▸ Task to complete
Where in the data below does the word "Duration" appear? Copy each line that holds it.

▸ Record excerpts
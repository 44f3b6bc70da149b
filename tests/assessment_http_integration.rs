//! Integration tests for the assessment HTTP API.
//!
//! Drives the full router (in-memory store, in-memory result sink) through
//! intake, answering, submission, results and restart.

use std::sync::Arc;
use std::time::Duration;

use axum::body::Body;
use axum::http::{Request, StatusCode};
use axum::Router;
use serde_json::{json, Value};
use tower::ServiceExt;

use style_assessment::adapters::http::{api_router, AssessmentHandlers};
use style_assessment::adapters::persistence::InMemoryResultSink;
use style_assessment::adapters::storage::InMemoryAssessmentStore;
use style_assessment::application::ResultExporter;
use style_assessment::config::ServerConfig;
use style_assessment::domain::assessment::AssessmentCatalog;

// =============================================================================
// Test Infrastructure
// =============================================================================

struct TestApp {
    router: Router,
    sink: InMemoryResultSink,
}

impl TestApp {
    fn new() -> Self {
        Self::with_sink(InMemoryResultSink::new())
    }

    fn with_sink(sink: InMemoryResultSink) -> Self {
        let handlers = AssessmentHandlers::new(
            Arc::new(InMemoryAssessmentStore::new()),
            Arc::new(AssessmentCatalog::standard().clone()),
            ResultExporter::new(Arc::new(sink.clone())),
        );
        Self {
            router: api_router(handlers, &ServerConfig::default()),
            sink,
        }
    }

    async fn send(&self, method: &str, uri: &str, body: Option<Value>) -> (StatusCode, Value) {
        let builder = Request::builder().method(method).uri(uri);
        let request = match body {
            Some(body) => builder
                .header("content-type", "application/json")
                .body(Body::from(body.to_string()))
                .unwrap(),
            None => builder.body(Body::empty()).unwrap(),
        };

        let response = self.router.clone().oneshot(request).await.unwrap();
        let status = response.status();
        let bytes = axum::body::to_bytes(response.into_body(), usize::MAX)
            .await
            .unwrap();
        let json = if bytes.is_empty() {
            Value::Null
        } else {
            serde_json::from_slice(&bytes).unwrap()
        };
        (status, json)
    }

    /// Creates an assessment with identity filled in and moves it to answering.
    async fn started(&self) -> String {
        let (status, body) = self
            .send(
                "POST",
                "/api/assessments",
                Some(json!({ "name": "Ada Lovelace", "company": "Analytical Engines" })),
            )
            .await;
        assert_eq!(status, StatusCode::CREATED);
        let id = body["id"].as_str().unwrap().to_string();

        let (status, body) = self.send("POST", &format!("/api/assessments/{}/start", id), None).await;
        assert_eq!(status, StatusCode::OK);
        assert_eq!(body["phase"], "answering");
        id
    }

    async fn answer_all(&self, id: &str, choice_index: usize, skip: &[usize]) {
        for question_index in (0..18).filter(|i| !skip.contains(i)) {
            let (status, _) = self
                .send(
                    "PUT",
                    &format!("/api/assessments/{}/answers", id),
                    Some(json!({ "question_index": question_index, "choice_index": choice_index })),
                )
                .await;
            assert_eq!(status, StatusCode::OK);
        }
    }

    async fn wait_for_exports(&self, expected: usize) {
        for _ in 0..100 {
            if self.sink.len() >= expected {
                return;
            }
            tokio::time::sleep(Duration::from_millis(10)).await;
        }
        panic!("expected {} exports, found {}", expected, self.sink.len());
    }
}

// =============================================================================
// Catalog
// =============================================================================

#[tokio::test]
async fn catalog_lists_eighteen_questions_with_four_clean_choices() {
    let app = TestApp::new();
    let (status, body) = app.send("GET", "/api/catalog", None).await;

    assert_eq!(status, StatusCode::OK);
    assert_eq!(body["total_questions"], 18);
    assert_eq!(body["choices_per_question"], 4);
    let questions = body["questions"].as_array().unwrap();
    assert_eq!(questions.len(), 18);
    for question in questions {
        let choices = question["choices"].as_array().unwrap();
        assert_eq!(choices.len(), 4);
        assert!(choices.iter().all(|c| !c.as_str().unwrap().ends_with(')')));
    }
}

// =============================================================================
// Full flow
// =============================================================================

#[tokio::test]
async fn all_first_choices_score_analytical_and_export_once() {
    let app = TestApp::new();
    let id = app.started().await;
    app.answer_all(&id, 0, &[]).await;

    let (status, body) = app.send("POST", &format!("/api/assessments/{}/submit", id), None).await;
    assert_eq!(status, StatusCode::OK);
    assert_eq!(body["phase"], "results");
    assert_eq!(body["result_persisted"], true);
    assert_eq!(body["results"]["mode"], "single");
    assert_eq!(body["results"]["dominant"], json!(["Analytical"]));
    assert_eq!(
        body["results"]["tally"],
        json!({ "Driver": 4, "Analytical": 6, "Amiable": 5, "Expressive": 3 })
    );

    app.wait_for_exports(1).await;
    let records = app.sink.records();
    assert_eq!(records.len(), 1);
    assert_eq!(records[0].name, "Ada Lovelace");
    assert_eq!(records[0].dominant_style, "Analytical");
    assert_eq!(records[0].to_row()[5], "33.3%");

    let (status, report) = app.send("GET", &format!("/api/assessments/{}/results", id), None).await;
    assert_eq!(status, StatusCode::OK);
    assert_eq!(report["headline"], "Your Dominant Style is Analytical Style");
}

#[tokio::test]
async fn overlapping_submits_record_a_single_row() {
    let app = TestApp::new();
    let id = app.started().await;
    app.answer_all(&id, 0, &[]).await;

    let uri = format!("/api/assessments/{}/submit", id);
    let ((first, _), (second, _)) =
        tokio::join!(app.send("POST", &uri, None), app.send("POST", &uri, None));

    let mut statuses = vec![first, second];
    statuses.sort();
    assert_eq!(statuses, vec![StatusCode::OK, StatusCode::CONFLICT]);

    app.wait_for_exports(1).await;
    tokio::time::sleep(Duration::from_millis(50)).await;
    assert_eq!(app.sink.len(), 1);
}

#[tokio::test]
async fn all_third_choices_produce_a_blend() {
    let app = TestApp::new();
    let id = app.started().await;
    app.answer_all(&id, 2, &[]).await;

    let (status, body) = app.send("POST", &format!("/api/assessments/{}/submit", id), None).await;
    assert_eq!(status, StatusCode::OK);
    assert_eq!(body["results"]["mode"], "blend");
    assert_eq!(body["results"]["dominant"], json!(["Analytical", "Amiable"]));
    assert_eq!(body["results"]["panels"].as_array().unwrap().len(), 2);

    app.wait_for_exports(1).await;
    assert_eq!(app.sink.records()[0].dominant_style, "Analytical & Amiable");
}

#[tokio::test]
async fn restart_allows_a_second_exported_attempt() {
    let app = TestApp::new();
    let id = app.started().await;
    app.answer_all(&id, 0, &[]).await;
    let (status, _) = app.send("POST", &format!("/api/assessments/{}/submit", id), None).await;
    assert_eq!(status, StatusCode::OK);

    let (status, _) = app.send("POST", &format!("/api/assessments/{}/submit", id), None).await;
    assert_eq!(status, StatusCode::CONFLICT);

    let (status, body) = app.send("POST", &format!("/api/assessments/{}/restart", id), None).await;
    assert_eq!(status, StatusCode::OK);
    assert_eq!(body["phase"], "answering");
    assert_eq!(body["attempt"], 2);
    assert_eq!(body["answered"], 0);
    assert_eq!(body["result_persisted"], false);
    assert_eq!(body["name"], "Ada Lovelace");

    app.answer_all(&id, 3, &[]).await;
    let (status, body) = app.send("POST", &format!("/api/assessments/{}/submit", id), None).await;
    assert_eq!(status, StatusCode::OK);
    assert_eq!(body["results"]["dominant"], json!(["Expressive"]));

    app.wait_for_exports(2).await;
    let styles: Vec<String> = app.sink.records().into_iter().map(|r| r.dominant_style).collect();
    assert_eq!(styles, vec!["Analytical", "Expressive"]);
}

// =============================================================================
// Rejections
// =============================================================================

#[tokio::test]
async fn incomplete_submission_lists_missing_questions() {
    let app = TestApp::new();
    let id = app.started().await;
    app.answer_all(&id, 1, &[2, 8]).await;

    let (status, body) = app.send("POST", &format!("/api/assessments/{}/submit", id), None).await;
    assert_eq!(status, StatusCode::UNPROCESSABLE_ENTITY);
    assert_eq!(body["code"], "INCOMPLETE_RESPONSES");
    assert_eq!(body["details"]["missing"], json!([3, 9]));

    let (_, session) = app.send("GET", &format!("/api/assessments/{}", id), None).await;
    assert_eq!(session["phase"], "answering");
    assert_eq!(session["answered"], 16);
    assert!(app.sink.is_empty());
}

#[tokio::test]
async fn start_requires_name_and_company() {
    let app = TestApp::new();
    let (_, body) = app.send("POST", "/api/assessments", None).await;
    let id = body["id"].as_str().unwrap().to_string();
    assert_eq!(body["can_start"], false);

    let (status, body) = app.send("POST", &format!("/api/assessments/{}/start", id), None).await;
    assert_eq!(status, StatusCode::BAD_REQUEST);
    assert_eq!(body["details"]["field"], "name");

    let (status, body) = app
        .send(
            "PUT",
            &format!("/api/assessments/{}/identity", id),
            Some(json!({ "name": "  Grace ", "company": "Navy" })),
        )
        .await;
    assert_eq!(status, StatusCode::OK);
    assert_eq!(body["name"], "Grace");
    assert_eq!(body["can_start"], true);
}

#[tokio::test]
async fn answering_before_start_conflicts() {
    let app = TestApp::new();
    let (_, body) = app.send("POST", "/api/assessments", None).await;
    let id = body["id"].as_str().unwrap();

    let (status, _) = app
        .send(
            "PUT",
            &format!("/api/assessments/{}/answers", id),
            Some(json!({ "question_index": 0, "choice_index": 0 })),
        )
        .await;
    assert_eq!(status, StatusCode::CONFLICT);
}

#[tokio::test]
async fn out_of_range_choice_is_bad_request() {
    let app = TestApp::new();
    let id = app.started().await;

    let (status, body) = app
        .send(
            "PUT",
            &format!("/api/assessments/{}/answers", id),
            Some(json!({ "question_index": 0, "choice_index": 4 })),
        )
        .await;
    assert_eq!(status, StatusCode::BAD_REQUEST);
    assert_eq!(body["details"]["field"], "choice_index");
}

#[tokio::test]
async fn results_before_submit_conflict() {
    let app = TestApp::new();
    let id = app.started().await;

    let (status, _) = app.send("GET", &format!("/api/assessments/{}/results", id), None).await;
    assert_eq!(status, StatusCode::CONFLICT);
}

#[tokio::test]
async fn unknown_and_malformed_ids() {
    let app = TestApp::new();

    let (status, body) = app
        .send("GET", "/api/assessments/6f1c1f5e-9a44-4d55-b3a1-2a8f4f0c7e11", None)
        .await;
    assert_eq!(status, StatusCode::NOT_FOUND);
    assert_eq!(body["code"], "ASSESSMENT_NOT_FOUND");

    let (status, body) = app.send("GET", "/api/assessments/not-a-uuid", None).await;
    assert_eq!(status, StatusCode::BAD_REQUEST);
    assert_eq!(body["message"], "Invalid assessment ID");
}

// =============================================================================
// Export failures
// =============================================================================

#[tokio::test]
async fn failing_sink_does_not_block_results() {
    let app = TestApp::with_sink(InMemoryResultSink::failing());
    let id = app.started().await;
    app.answer_all(&id, 0, &[]).await;

    let (status, body) = app.send("POST", &format!("/api/assessments/{}/submit", id), None).await;
    assert_eq!(status, StatusCode::OK);
    assert_eq!(body["result_persisted"], true);

    tokio::time::sleep(Duration::from_millis(50)).await;
    assert!(app.sink.is_empty());

    let (status, _) = app.send("GET", &format!("/api/assessments/{}/results", id), None).await;
    assert_eq!(status, StatusCode::OK);
}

▸ Task answer
use std::time::Duration;
            tokio::time::sleep(Duration::from_millis(10)).await;
    tokio::time::sleep(Duration::from_millis(50)).await;
    tokio::time::sleep(Duration::from_millis(50)).await;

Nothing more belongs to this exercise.